There is also a widespread suspicion, roundly denied by obstetricians, that timed births benefit doctors who have season tickets to sporting or theatrical events, said Jay Hathaway of Sherman Oaks, executive director of a national group promoting a child birth method called the Bradley Method.

But pregnant women--some of them quite prominent--have often demanded carefully timed deliveries themselves.

Marilyn Quayle, the vice president's wife, reportedly told her doctor to induce labor around the due date of her first child to ensure she would be able to take a scheduled bar exam. As a result, friends said, with her son newly delivered, the new mother took her exam seated gingerly on a rubber doughnut cushion.
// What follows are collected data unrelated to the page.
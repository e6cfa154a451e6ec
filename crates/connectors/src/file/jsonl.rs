use crate::file::error::FileError;
use model::core::document::Document;
use serde_json::Value;
use std::{
    fs::File,
    io::{BufRead, BufReader, BufWriter, Lines, Write},
    path::Path,
};
use tracing::debug;

/// Streams documents out of newline-delimited JSON, one object per line.
///
/// Blank lines are skipped. Line numbers in errors are 1-based and count
/// blank lines, so they match what an editor shows.
pub struct JsonlReader<R: BufRead> {
    lines: Lines<R>,
    line_no: usize,
}

impl JsonlReader<BufReader<File>> {
    pub fn open(path: &str) -> Result<Self, FileError> {
        let file = File::open(path).map_err(|err| FileError::from_open(path, err))?;
        debug!("Opened {} for reading", path);
        Ok(JsonlReader::new(BufReader::new(file)))
    }
}

impl<R: BufRead> JsonlReader<R> {
    pub fn new(reader: R) -> Self {
        JsonlReader {
            lines: reader.lines(),
            line_no: 0,
        }
    }

    /// Number of lines consumed so far.
    pub fn line_no(&self) -> usize {
        self.line_no
    }

    fn parse_line(&self, line: &str) -> Result<Document, FileError> {
        let value: Value = serde_json::from_str(line).map_err(|source| FileError::Malformed {
            line: self.line_no,
            source,
        })?;
        Document::try_from(value).map_err(|_| FileError::NotAnObject { line: self.line_no })
    }
}

impl<R: BufRead> Iterator for JsonlReader<R> {
    type Item = Result<Document, FileError>;

    fn next(&mut self) -> Option<Self::Item> {
        loop {
            let line = match self.lines.next()? {
                Ok(line) => line,
                Err(err) => return Some(Err(FileError::IoError(err))),
            };
            self.line_no += 1;

            if line.trim().is_empty() {
                continue;
            }
            return Some(self.parse_line(&line));
        }
    }
}

/// Writes documents as newline-delimited JSON.
///
/// Output is buffered; call [`JsonlWriter::finish`] to flush. Dropping the
/// writer on an error path still closes the underlying handle.
pub struct JsonlWriter<W: Write> {
    inner: BufWriter<W>,
    written: u64,
}

impl JsonlWriter<File> {
    /// Creates (or truncates) `path`, creating missing parent directories.
    pub fn create(path: &str) -> Result<Self, FileError> {
        if let Some(parent) = Path::new(path).parent()
            && !parent.as_os_str().is_empty()
        {
            std::fs::create_dir_all(parent)?;
        }
        let file = File::create(path).map_err(|err| FileError::from_open(path, err))?;
        debug!("Opened {} for writing", path);
        Ok(JsonlWriter::new(file))
    }
}

impl<W: Write> JsonlWriter<W> {
    pub fn new(writer: W) -> Self {
        JsonlWriter {
            inner: BufWriter::new(writer),
            written: 0,
        }
    }

    pub fn write(&mut self, doc: &Document) -> Result<(), FileError> {
        serde_json::to_writer(&mut self.inner, doc).map_err(FileError::Serialize)?;
        self.inner.write_all(b"\n")?;
        self.written += 1;
        Ok(())
    }

    /// Documents written so far.
    pub fn written(&self) -> u64 {
        self.written
    }

    /// Flushes buffered output and hands back the underlying writer.
    pub fn finish(self) -> Result<W, FileError> {
        self.inner
            .into_inner()
            .map_err(|err| FileError::IoError(err.into_error()))
    }
}

#[cfg(test)]
mod tests {
    use super::*;
    use serde_json::json;
    use std::io::Cursor;
    use tempfile::NamedTempFile;

    fn doc(id: &str) -> Document {
        [("id", json!(id)), ("_version_", json!(1))].into_iter().collect()
    }

    #[test]
    fn test_writes_one_object_per_line() {
        let mut writer = JsonlWriter::new(Vec::new());
        writer.write(&doc("a")).unwrap();
        writer.write(&doc("b")).unwrap();
        assert_eq!(writer.written(), 2);

        let out = String::from_utf8(writer.finish().unwrap()).unwrap();
        let lines: Vec<&str> = out.lines().collect();
        assert_eq!(lines.len(), 2);
        assert!(out.ends_with('\n'));
        assert_eq!(lines[0], r#"{"id":"a","_version_":1}"#);
    }

    #[test]
    fn test_reader_skips_blank_lines() {
        let input = "{\"id\":\"a\"}\n\n   \n{\"id\":\"b\"}\n";
        let docs: Vec<Document> = JsonlReader::new(Cursor::new(input))
            .collect::<Result<_, _>>()
            .unwrap();

        assert_eq!(docs.len(), 2);
        assert_eq!(docs[1].get("id"), Some(&json!("b")));
    }

    #[test]
    fn test_reader_reports_line_of_malformed_input() {
        let input = "{\"id\":\"a\"}\n\n{\"id\": oops}\n";
        let err = JsonlReader::new(Cursor::new(input))
            .find_map(Result::err)
            .unwrap();

        assert!(matches!(err, FileError::Malformed { line: 3, .. }));
    }

    #[test]
    fn test_reader_rejects_non_object_lines() {
        let err = JsonlReader::new(Cursor::new("[1,2,3]\n"))
            .next()
            .unwrap()
            .unwrap_err();
        assert!(matches!(err, FileError::NotAnObject { line: 1 }));
    }

    #[test]
    fn test_file_round_trip() {
        let temp_file = NamedTempFile::new().unwrap();
        let path = temp_file.path().to_str().unwrap().to_string();

        let mut writer = JsonlWriter::create(&path).unwrap();
        writer.write(&doc("x")).unwrap();
        writer.finish().unwrap();

        let docs: Vec<Document> = JsonlReader::open(&path)
            .unwrap()
            .collect::<Result<_, _>>()
            .unwrap();
        assert_eq!(docs, vec![doc("x")]);
    }

    #[test]
    fn test_create_makes_parent_directories() {
        let temp_dir = tempfile::tempdir().unwrap();
        let path = temp_dir.path().join("nested").join("out.jsonl");

        JsonlWriter::create(path.to_str().unwrap())
            .unwrap()
            .finish()
            .unwrap();
        assert!(path.exists());
    }

    #[test]
    fn test_open_missing_file() {
        let err = JsonlReader::open("/definitely/not/here.jsonl").err().unwrap();
        assert!(matches!(err, FileError::NotFound(_)));
    }
}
England's Duchess of York, Sarah Ferguson, also had her baby early, reportedly because she was tired of being pregnant. Told that her labor probably would not start for three or four more days, the 28-year-old wife of Prince Andrew had her labor induced, delivering a 6-pound, 12-ounce baby Aug. 8, 1988--or 8/8/88--a date numerologists promptly declared as the luckiest in the century.

Induced labor for convenience came into vogue in the United States during the 1960s and early 1970s, experts on maternal health said, after the discovery that the drugs oxytocin and Pitocin could speed up labor.

During that era, one Philadelphia mother-to-be said she found herself an unwitting guinea pig for "speeded-up labor" 17 years ago when she entered a birthing center on Christmas Day to deliver her third son.